Gestion des pouvoirs bancaires : l’autre enjeu de la sécurité des transactions financières

Publié il y a · 2 min de lecture

La gestion des pouvoirs bancaires n’est pas simplement une réponse aux obligations juridiques sur la sécurité financière, c’est l’une des fondations principales dans la définition d’une politique de sécurité.
Ce sujet est fondamental pour toutes les entreprises puisqu’il touche à la sécurité de transactions financières et à la lutte contre la fraude.

Il s’agit de déterminer qui sont les collaborateurs qui ont des droits sur les comptes bancaires ainsi que le niveau de ces droits, le type d’action autorisé (virement, émission de chèque, …) et de déclarer ceux-ci auprès des banques. Gérer les circularisations bancaires, historiser, être en mesure de générer les rapports adéquates pour les auditeurs, sont des actions indissociables de cette gestion des pouvoirs.

Pour cela, il est nécessaire de définir :

  • les risques et les responsabilités sur la chaîne des délégations de pouvoirs,
  • les événements qui doivent provoquer une mise à jour de ces pouvoirs bancaires en garantissant un audit permanent et les rapports idoines associés.

L’organisation de ces pouvoirs est une étape importante qui implique de choisir entre centralisation ou décentralisation selon la granularité des risques.
Il ne faut pas confondre la délégation de signature et la délégation de pouvoirs. En effet, le délégant reste titulaire du pouvoir (il est responsable), alors que le délégataire hérite du droit de signer sans autonomie ; il est seulement chargé de la mise en œuvre du pouvoir de décision du délégant.
Ainsi à l’intérieur de l’entreprise, les délégations de pouvoirs et de signatures doivent être gérées séparément.
Cette gestion peut s’avérer un véritable casse-tête pour les entreprises qui disposent d’un grand nombre de comptes bancaires ou qui mettent en place des règles de délégation de pouvoirs bancaires particulièrement complexes.

Aujourd’hui, la gestion des pouvoirs bancaires est souvent décentralisée, par exemple dans chaque entité d’un groupe, et traitée manuellement (fichiers Excel, archivage papier…).
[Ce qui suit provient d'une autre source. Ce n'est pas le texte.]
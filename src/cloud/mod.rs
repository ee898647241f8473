//! Cloud report assembly and delivery
//!
//! The last stage of the scanning pipeline: resolve repository identity,
//! reshape findings into the collector's wire schema, compress the
//! document and ship it. Every stage is synchronous; a failure anywhere
//! is recorded on the scan session instead of aborting the scan.

use tracing::debug;

use crate::config::Config;
use crate::git::GitContext;
use crate::scan::ReportData;
use crate::session::ScanSession;

pub mod meta;
pub mod package;
pub mod schema;
pub mod translate;
pub mod upload;

pub use meta::{MetaError, resolve_meta};
pub use package::{PackageError, PackagedArtifact, package_report};
pub use schema::{CloudFinding, CloudReport, Meta};
pub use translate::translate_findings_by_severity;
pub use upload::{Collector, SendError, UploadHandle, UploadRequest, deliver_report};

/// Assemble the report document for the collector.
///
/// With `ensure_meta` set, incomplete repository identity is a hard error.
/// Without it, resolution failures degrade to an identity carrying only
/// the scan target and detected languages — deliberate behavior for
/// environments without full git context.
pub fn get_report(
    report_data: &ReportData,
    config: &Config,
    git_context: Option<&GitContext>,
    ensure_meta: bool,
) -> Result<CloudReport, MetaError> {
    let meta = match resolve_meta(report_data, config, git_context) {
        Ok(meta) => meta,
        Err(err) if !ensure_meta => {
            debug!("continuing with degraded metadata: {}", err);
            Meta::degraded(
                config.scan.target.clone(),
                report_data.found_languages.clone(),
            )
        }
        Err(err) => return Err(err),
    };

    Ok(CloudReport {
        meta,
        findings: translate_findings_by_severity(&report_data.findings_by_severity),
        ignored_findings: translate_findings_by_severity(&report_data.ignored_findings_by_severity),
        data_types: report_data.dataflow.data_types.clone(),
        components: report_data.dataflow.components.clone(),
        errors: report_data.dataflow.errors.clone(),
        files: discovered_files(&config.scan.target, &report_data.files),
    })
}

/// Send the scan's report to the collector.
///
/// Never returns an error: delivery problems must not fail an otherwise
/// successful scan. Instead a one-line message lands on the session's
/// error field and the details go to the debug log. The packaging
/// temporary directory is removed on every path out of this function.
pub fn send_report<C: Collector>(
    session: &mut ScanSession,
    config: &Config,
    report_data: &ReportData,
    git_context: Option<&GitContext>,
    collector: &C,
) {
    let mut report = match get_report(report_data, config, git_context, true) {
        Ok(report) => report,
        Err(err) => {
            debug!(
                "session {}: unable to resolve report metadata: {}",
                session.id(),
                err
            );
            session.record_error(format!("Unable to calculate metadata. {err}"));
            return;
        }
    };

    // Carry any pre-existing scan error through to the collector
    report.meta.error = session.error().map(str::to_string);

    let artifact = match package_report(&report) {
        Ok(artifact) => artifact,
        Err(err) => {
            debug!("session {}: error creating report: {}", session.id(), err);
            session.record_error("Could not compress report.");
            return;
        }
    };

    if let Err(err) = deliver_report(collector, &mut report.meta, &artifact) {
        debug!(
            "session {}: error sending report to the cloud: {}",
            session.id(),
            err
        );
        session.record_error("Report upload failed.");
    }

    // `artifact` dropped here; its temporary directory goes with it
}

/// Resolve discovered file paths against the scan target.
///
/// Paths are normalized with forward slashes and a stripped `./`, so each
/// entry is resolvable as `<target>/<path>`.
fn discovered_files(target: &str, files: &[String]) -> Vec<String> {
    files
        .iter()
        .map(|file| full_filename(target, file))
        .collect()
}

fn full_filename(target: &str, filename: &str) -> String {
    let filename = filename.trim_start_matches("./");
    let target = target.trim_end_matches('/');

    if target.is_empty() || target == "." {
        filename.to_string()
    } else {
        format!("{target}/{filename}")
    }
}

#[cfg(test)]
mod tests {
    use super::*;

    #[test]
    fn full_filename_joins_against_target() {
        assert_eq!(
            full_filename("services/shop", "app/models/user.rb"),
            "services/shop/app/models/user.rb"
        );
        assert_eq!(
            full_filename("services/shop/", "./app/models/user.rb"),
            "services/shop/app/models/user.rb"
        );
    }

    #[test]
    fn full_filename_leaves_current_dir_target_alone() {
        assert_eq!(full_filename(".", "lib/client.rb"), "lib/client.rb");
        assert_eq!(full_filename("", "lib/client.rb"), "lib/client.rb");
    }

    #[test]
    fn degraded_report_keeps_target_and_languages_only() {
        let mut report_data = ReportData::default();
        report_data
            .found_languages
            .insert("Ruby".to_string(), 420i64);
        let config = Config::default();

        let report = get_report(&report_data, &config, None, false).unwrap();

        assert_eq!(report.meta.target, ".");
        assert_eq!(report.meta.found_languages.len(), 1);
        assert!(report.meta.url.is_empty());
        assert!(report.meta.sha.is_empty());
        assert!(report.meta.current_branch.is_empty());
    }

    #[test]
    fn strict_report_fails_without_git_context() {
        let result = get_report(&ReportData::default(), &Config::default(), None, true);
        assert!(matches!(result, Err(MetaError::NotAGitRepository)));
    }
}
Aussi, on mesure facilement les risques que cela fait courir à une organisation et on comprend pourquoi la gestion des pouvoirs bancaires est au cœur des préoccupations des services financiers.
La mise en place d’une solution de gestion des pouvoirs adaptée participe à l’optimisation et à la sécurisation des opérations financières. Elle s’inscrit dans cette approche globale, « holistique » de prévention des risques de fraude. La mise en place d’une solution technologique adaptée, permettra d’identifier les zones de risque, de remettre au clair les process, d’optimiser et de sécuriser sa gestion des délégations, de répondre aux engagements juridiques. Un bon outil doit garantir une gestion fine des informations concernant tous les types de pouvoirs et de délégations de signature associés : comptes bancaires, pouvoirs de gestion dans les cycles d’achat, de vente, de paie ou de trésorerie. L’outil doit également permettre de les contrôler et de les actualiser lors des changements (ex : personne qui part, nouvelles limites, nouveau compte, etc.) et cela de manière simple et rapide, avec de solides circuits de validation.

Permettre de savoir à tout moment qui est responsable de quoi, qui détient la signature, sur quel périmètre, pour quel type d’opération, jusqu’à quel montant, renforce la chaîne de confiance.